Friday Mailbag
It would be more alliterative to have Monday Mailbag, but at least for now, we're taking your questions and comments, right here on the air on Fridays.
Speaking of advice column disasters (and yes, this post will prompt a national discussion on that topic, I'm guessing) check out the resignation of the staffer behind Wonkette's Ask An Anonymous Hill Staffer. Apparently, Anonymous accidentally printed out his - or her - latest column for Wonkette. The office chief of staff found it. Now Anonymous is unemployed and claims to be on the run in Central America.
Anyway, this week, Steven B. of Sacramento, CA. queries:
My boss, Arnold, wants me to go to business school. Every single year his operation runs a huge budget deficit, it's just spend, spend, spend all over the place, and he's sick to death of it. He wants my help. So I'm preparing for the GMAT. How did you prepare, Lex?

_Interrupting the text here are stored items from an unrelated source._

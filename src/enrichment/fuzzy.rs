//! Fuzzy title+artist matching against the catalog.
//!
//! Tracks are compared through a normalized lookup key,
//! `"title - artist"` in lowercase. The similarity scorer sorts the
//! key's tokens before measuring normalized Levenshtein distance, so
//! reorderings ("artist - title" exports, swapped word order) still
//! line up. Scores are on a 0-100 scale and a match is accepted only
//! strictly above the configured threshold.

use crate::catalog::Catalog;
use crate::model::CatalogTrack;

/// Default acceptance threshold on the 0-100 similarity scale.
pub const DEFAULT_THRESHOLD: f64 = 80.0;

/// Normalized lookup key for a track.
pub fn match_key(title: &str, artist: &str) -> String {
    format!(
        "{} - {}",
        title.trim().to_lowercase(),
        artist.trim().to_lowercase()
    )
    .trim()
    .to_string()
}

/// Token-order-insensitive similarity between two keys, 0-100.
pub fn similarity(a: &str, b: &str) -> f64 {
    strsim::normalized_levenshtein(&token_sort(a), &token_sort(b)) * 100.0
}

fn token_sort(key: &str) -> String {
    let mut tokens: Vec<&str> = key.split_whitespace().collect();
    tokens.sort_unstable();
    tokens.join(" ")
}

/// Pre-computed match keys for every catalog track.
///
/// Building the keys once per enrichment pass keeps the fallback at one
/// key construction per catalog row instead of one per comparison. The
/// scan itself is still catalog-size × unmatched-rows, which is fine
/// for catalogs in the low thousands.
pub struct CatalogKeys<'a> {
    keys: Vec<(String, &'a CatalogTrack)>,
}

impl<'a> CatalogKeys<'a> {
    pub fn new(catalog: &'a Catalog) -> Self {
        let keys = catalog
            .tracks()
            .iter()
            .map(|track| (match_key(&track.title, &track.artist), track))
            .collect();
        Self { keys }
    }

    /// Best-scoring catalog track for a user key.
    ///
    /// Ties keep the earlier catalog row: only a strictly greater score
    /// replaces the current best.
    pub fn best_match(&self, key: &str) -> Option<(&'a CatalogTrack, f64)> {
        let mut best: Option<(&CatalogTrack, f64)> = None;
        for (candidate, track) in &self.keys {
            let score = similarity(key, candidate);
            match best {
                Some((_, top)) if score <= top => {}
                _ => best = Some((track, score)),
            }
        }
        best
    }
}

#[cfg(test)]
mod tests {
    use super::*;
    use crate::test_utils::catalog_track;

    #[test]
    fn test_match_key_normalizes_case() {
        assert_eq!(
            match_key("Bohemian Rhapsody", "Queen"),
            "bohemian rhapsody - queen"
        );
    }

    #[test]
    fn test_match_key_with_empty_artist() {
        assert_eq!(match_key("Solo", ""), "solo -");
    }

    #[test]
    fn test_similarity_identical_keys() {
        assert_eq!(similarity("karma police - radiohead", "karma police - radiohead"), 100.0);
    }

    #[test]
    fn test_similarity_ignores_token_order() {
        let a = "karma police - radiohead";
        let b = "radiohead - karma police";
        assert_eq!(similarity(a, b), 100.0);
    }

    #[test]
    fn test_similarity_penalizes_different_tracks() {
        let score = similarity("karma police - radiohead", "one more time - daft punk");
        assert!(score < 50.0, "score was {score}");
    }

    #[test]
    fn test_best_match_picks_highest_score() {
        let catalog = Catalog::from_tracks(vec![
            catalog_track("t1", "One More Time", "Daft Punk", 123.0, 80, "p"),
            catalog_track("t2", "Karma Police", "Radiohead", 75.0, 85, "p"),
        ]);
        let keys = CatalogKeys::new(&catalog);
        let (track, score) = keys.best_match("karma police - radiohead").unwrap();
        assert_eq!(track.id, "t2");
        assert_eq!(score, 100.0);
    }

    #[test]
    fn test_best_match_tie_keeps_first_catalog_row() {
        let catalog = Catalog::from_tracks(vec![
            catalog_track("t1", "Same Song", "Same Artist", 100.0, 10, "p"),
            catalog_track("t2", "Same Song", "Same Artist", 120.0, 90, "p"),
        ]);
        let keys = CatalogKeys::new(&catalog);
        let (track, _) = keys.best_match("same song - same artist").unwrap();
        assert_eq!(track.id, "t1");
    }

    #[test]
    fn test_best_match_empty_catalog() {
        let catalog = Catalog::from_tracks(vec![]);
        let keys = CatalogKeys::new(&catalog);
        assert!(keys.best_match("anything - at all").is_none());
    }
}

Thanks for writing, Steven.
First, I took a Princeton Review online prep class. I would only recommend this marginally; it's quite expensive and though it claims to be a superb diagnostic tool for identifying and then fixing your weaknesses - a certain type of data sufficiency problem, for example - I could never find a pattern in the questions I was getting wrong. For that matter, neither could Princeton Review. Basically, I felt like I wasn't getting any stronger. And Princeton Review certainly wasn't useful on the more complex quantitative questions, the ones that determine whether you'll end up with a 670 or a 720.
If I were to do it all again, I'd focus on actual GMATs from years past, available from (the sadists at) ETS. I'd also concentrate on Project GMAT from Veritas Prep and Kaplan GMAT 800. I didn't expect to master all of the questions in these latter two books (and succeeded magnificently in not mastering them) but got both the quantitative review and the level of difficulty that Princeton just wasn't giving me. Project GMAT is particularly good on statistics and probability (where Princeton basically sucks). And given that on the computerized GMAT two or three mistakes early on can put you in a hole you can't dig your way out of, I needed to close the big statistics/probability gap in my quantitative armor, such as it was.
I should note a) my big concern was obviously quantitative, not verbal, and b) I work pretty well on my own, and so had little trouble being disciplined enough to work my way through the books and do a series of practice tests. I can see how a class would be useful in forcing this kind of discipline, though, despite the downsides.